From fd63e703eb05dc84ccf921e01a6090dc5c1e5d6f Mon Sep 17 00:00:00 2001
From: Oscar Andersson <87121123+oscarandersson8218@users.noreply.github.com>
Date: Fri, 17 Jan 2025 11:27:05 +0100
Subject: [PATCH] Revert "Remove unused functions for quantization handling
 (#7700)"

This reverts commit ffc20208dae8f4900da11bfffb76f749e7514132.
---
 .../annotate_channels_last_dim_order_pass.py  |   7 +-
 backends/arm/operators/__init__.py            |   2 +
 backends/arm/operators/op_dequant.py          |  35 +++
 backends/arm/operators/op_hardtanh.py         |   7 +-
 backends/arm/operators/op_quant.py            |  35 +++
 backends/arm/operators/op_relu.py             |   8 +-
 backends/arm/process_node.py                  |  22 +-
 backends/arm/tosa_quant_utils.py              | 270 +++++++++++++++++-
 backends/arm/tosa_utils.py                    |  28 ++
 examples/arm/aot_arm_compiler.py              |   6 +-
 10 files changed, 399 insertions(+), 21 deletions(-)
 create mode 100644 backends/arm/operators/op_dequant.py
 create mode 100644 backends/arm/operators/op_quant.py

diff --git a/backends/arm/_passes/annotate_channels_last_dim_order_pass.py b/backends/arm/_passes/annotate_channels_last_dim_order_pass.py
index 4aff46de67d..80c5f3c442d 100644
--- a/backends/arm/_passes/annotate_channels_last_dim_order_pass.py
+++ b/backends/arm/_passes/annotate_channels_last_dim_order_pass.py
@@ -1,4 +1,4 @@
-# Copyright 2024-2025 Arm Limited and/or its affiliates.

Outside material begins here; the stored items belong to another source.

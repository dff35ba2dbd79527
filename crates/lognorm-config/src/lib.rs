// lognorm-config - Configuration for the log normalizer
//
// Supports configuration from multiple sources:
// 1. Environment variables (highest priority)
// 2. Config file path from LOGNORM_CONFIG env var
// 3. Config file contents from LOGNORM_CONFIG_CONTENT env var
// 4. Default config file locations (./lognorm.toml, ./.lognorm.toml)
// 5. Built-in defaults (lowest priority)

use anyhow::Result;
use serde::{Deserialize, Serialize};
use std::collections::BTreeMap;

pub mod env_overrides;
mod sources;
mod validation;

pub use env_overrides::{apply_env_overrides, EnvSource, ENV_PREFIX};
pub use sources::{load_config, load_from_file_path, load_or_default};

/// Main normalizer configuration
#[derive(Debug, Clone, Default, PartialEq, Serialize, Deserialize)]
pub struct NormalizerConfig {
    #[serde(default)]
    pub logging: LoggingConfig,

    #[serde(default)]
    pub pool: PoolConfig,

    #[serde(default)]
    pub row_id: RowIdConfig,

    #[serde(default)]
    pub indicators: IndicatorConfig,

    /// Extra time codecs, keyed by the name fields reference them with
    #[serde(default, skip_serializing_if = "BTreeMap::is_empty")]
    pub time_codecs: BTreeMap<String, TimeCodecConfig>,
}

impl NormalizerConfig {
    /// Merge a file config over this one; sections present in the file win
    pub fn merge(&mut self, other: NormalizerConfig) {
        self.logging = other.logging;
        self.pool = other.pool;
        if other.row_id.node.is_some() {
            self.row_id = other.row_id;
        }
        if let Some(fields) = other.indicators.default_fields {
            self.indicators.default_fields = Some(fields);
        }
        self.time_codecs.extend(other.time_codecs);
    }

    pub fn validate(&self) -> Result<()> {
        validation::validate_config(self)
    }
}

/// Logging configuration
#[derive(Debug, Clone, PartialEq, Eq, Serialize, Deserialize)]
pub struct LoggingConfig {
    #[serde(default = "default_log_level")]
    pub level: String,
    #[serde(default)]
    pub format: LogFormat,
}

fn default_log_level() -> String {
    "info".to_string()
}

impl Default for LoggingConfig {
    fn default() -> Self {
        Self {
            level: default_log_level(),
            format: LogFormat::Text,
        }
    }
}

#[derive(Debug, Clone, Copy, Default, PartialEq, Eq, Serialize, Deserialize)]
#[serde(rename_all = "lowercase")]
pub enum LogFormat {
    #[default]
    Text,
    Json,
}

impl std::fmt::Display for LogFormat {
    fn fmt(&self, f: &mut std::fmt::Formatter<'_>) -> std::fmt::Result {
        match self {
            LogFormat::Text => write!(f, "text"),
            LogFormat::Json => write!(f, "json"),
        }
    }
}

impl std::str::FromStr for LogFormat {
    type Err = anyhow::Error;

    fn from_str(s: &str) -> Result<Self> {
        match s.to_lowercase().as_str() {
            "text" | "plain" => Ok(LogFormat::Text),
            "json" => Ok(LogFormat::Json),
            _ => anyhow::bail!("Unsupported log format: {}. Supported: text, json", s),
        }
    }
}

/// Value buffer pool sizing
#[derive(Debug, Clone, PartialEq, Eq, Serialize, Deserialize)]
pub struct PoolConfig {
    #[serde(default = "default_pool_max_idle")]
    pub max_idle: usize,
    /// Buffers allocated up front
    #[serde(default)]
    pub initial: usize,
}

fn default_pool_max_idle() -> usize {
    64
}

impl Default for PoolConfig {
    fn default() -> Self {
        Self {
            max_idle: default_pool_max_idle(),
            initial: 0,
        }
    }
}

/// Row id generator configuration
#[derive(Debug, Clone, Default, PartialEq, Eq, Serialize, Deserialize)]
pub struct RowIdConfig {
    /// Six-byte node id as 12 hex characters; detected from the host when unset
    #[serde(default, skip_serializing_if = "Option::is_none")]
    pub node: Option<String>,
}

/// Indicator fields rendered on every record
#[derive(Debug, Clone, Default, PartialEq, Eq, Serialize, Deserialize)]
pub struct IndicatorConfig {
    /// Wire names such as `p_any_ip_addresses`; the built-in list when unset
    #[serde(default, skip_serializing_if = "Option::is_none")]
    pub default_fields: Option<Vec<String>>,
}

/// One named time codec: exactly one of `layout` or `strftime`
#[derive(Debug, Clone, Default, PartialEq, Eq, Serialize, Deserialize)]
pub struct TimeCodecConfig {
    /// Reference-time layout, e.g. `2006-01-02 15:04:05`
    #[serde(default, skip_serializing_if = "Option::is_none")]
    pub layout: Option<String>,

    /// strftime format, e.g. `%Y-%m-%d %H:%M:%S`
    #[serde(default, skip_serializing_if = "Option::is_none")]
    pub strftime: Option<String>,

    /// `UTC`, `Local` or a fixed offset such as `+02:00`; UTC when unset
    #[serde(default, skip_serializing_if = "Option::is_none")]
    pub location: Option<String>,
}

#[cfg(test)]
mod tests {
    use super::*;

    #[test]
    fn defaults_match_expectations() {
        let config = NormalizerConfig::default();
        assert_eq!(config.logging.level, "info");
        assert_eq!(config.logging.format, LogFormat::Text);
        assert_eq!(config.pool.max_idle, 64);
        assert_eq!(config.pool.initial, 0);
        assert!(config.row_id.node.is_none());
        assert!(config.indicators.default_fields.is_none());
        assert!(config.time_codecs.is_empty());
        assert!(config.validate().is_ok());
    }

    #[test]
    fn parses_full_toml() {
        let config: NormalizerConfig = toml::from_str(
            r#"
            [logging]
            level = "debug"
            format = "json"

            [pool]
            max_idle = 8
            initial = 2

            [row_id]
            node = "0a1b2c3d4e5f"

            [indicators]
            default_fields = ["p_any_ip_addresses", "p_any_trace_ids"]

            [time_codecs.syslog]
            layout = "Jan _2 15:04:05"
            location = "Local"

            [time_codecs.apache]
            strftime = "%d/%b/%Y:%H:%M:%S %z"
            "#,
        )
        .unwrap();

        assert_eq!(config.logging.format, LogFormat::Json);
        assert_eq!(config.pool.initial, 2);
        assert_eq!(config.row_id.node.as_deref(), Some("0a1b2c3d4e5f"));
        assert_eq!(
            config.indicators.default_fields,
            Some(vec![
                "p_any_ip_addresses".to_string(),
                "p_any_trace_ids".to_string()
            ])
        );
        assert_eq!(
            config.time_codecs["syslog"].location.as_deref(),
            Some("Local")
        );
        assert!(config.time_codecs["apache"].layout.is_none());
        assert!(config.validate().is_ok());
    }

    #[test]
    fn merge_keeps_unset_sections() {
        let mut config = NormalizerConfig::default();
        config.row_id.node = Some("000000000001".to_string());
        config
            .time_codecs
            .insert("a".to_string(), TimeCodecConfig::default());

        let file: NormalizerConfig = toml::from_str(
            r#"
            [pool]
            max_idle = 4
            [time_codecs.b]
            strftime = "%s"
            "#,
        )
        .unwrap();
        config.merge(file);

        assert_eq!(config.pool.max_idle, 4);
        assert_eq!(config.row_id.node.as_deref(), Some("000000000001"));
        assert_eq!(config.time_codecs.len(), 2);
    }

    #[test]
    fn log_format_from_str() {
        assert_eq!("JSON".parse::<LogFormat>().unwrap(), LogFormat::Json);
        assert_eq!("text".parse::<LogFormat>().unwrap(), LogFormat::Text);
        assert!("xml".parse::<LogFormat>().is_err());
    }
}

+# Copyright 2024 Arm Limited and/or its affiliates.
 # All rights reserved.
 #
 # This source code is licensed under the BSD-style license found in the
@@ -15,7 +15,7 @@
     get_node_arg,
     insert_q_dq_pair,
 )
-from executorch.backends.arm.tosa_quant_utils import dq_op, q_op
+from executorch.backends.arm.tosa_quant_utils import dq_op, q_op, register_passable_op
 from executorch.backends.arm.tosa_utils import is_consumer_node_depthwise_conv2d
 from executorch.exir.dialects._ops import ops as exir_ops
 from executorch.exir.pass_base import ExportPass, PassResult
@@ -43,6 +43,9 @@ def _transpose_impl(*args, **kwargs):
     return args[0]
 
 
+register_passable_op(torch.ops.passthrough_to_tosa._transpose)
+
+
 class AnnotateChannelsLastDimOrder(ExportPass):
     """
     Annotates each node with a tosa_dim_order. tosa_dim_order can be seen as a channels-last dim-order
diff --git a/backends/arm/operators/__init__.py b/backends/arm/operators/__init__.py
index a21bde535ec..157e5ec0923 100644
--- a/backends/arm/operators/__init__.py
+++ b/backends/arm/operators/__init__.py
@@ -13,6 +13,7 @@
     op_bmm,
     op_cat,
     op_conv2d,
+    op_dequant,
     op_exp,
     op_full,
     op_get_item,
@@ -23,6 +24,7 @@
     op_min,
     op_mul,
     op_permute,
+    op_quant,
     op_reciprocal,
     op_relu,
     op_repeat,
diff --git a/backends/arm/operators/op_dequant.py b/backends/arm/operators/op_dequant.py
new file mode 100644
index 00000000000..022f4e45ceb
--- /dev/null
+++ b/backends/arm/operators/op_dequant.py
@@ -0,0 +1,35 @@
+# Copyright 2023-2024 Arm Limited and/or its affiliates.
+#
+# This source code is licensed under the BSD-style license found in the
+# LICENSE file in the root directory of this source tree.
+
+# pyre-unsafe
+from typing import List
+
+import serializer.tosa_serializer as ts
+import torch
+from executorch.backends.arm.operators.node_visitor import (
+    NodeVisitor,
+    register_node_visitor,
+)
+from executorch.backends.arm.tosa_mapping import TosaArg
+from serializer.tosa_serializer import TosaOp
+
+
+@register_node_visitor
+class DequantVisitor(NodeVisitor):
+    target = "quantized_decomposed.dequantize_per_tensor.default"
+
+    def __init__(self, *args):
+        super().__init__(*args)
+
+    def define_node(
+        self,
+        node: torch.fx.Node,
+        tosa_graph: ts.TosaSerializer,
+        inputs: List[TosaArg],
+        output: TosaArg,
+    ) -> None:
+        item_name = inputs[0].name
+        ## Simply add an identityOp
+        tosa_graph.addOperator(TosaOp.Op().IDENTITY, [item_name], [output.name])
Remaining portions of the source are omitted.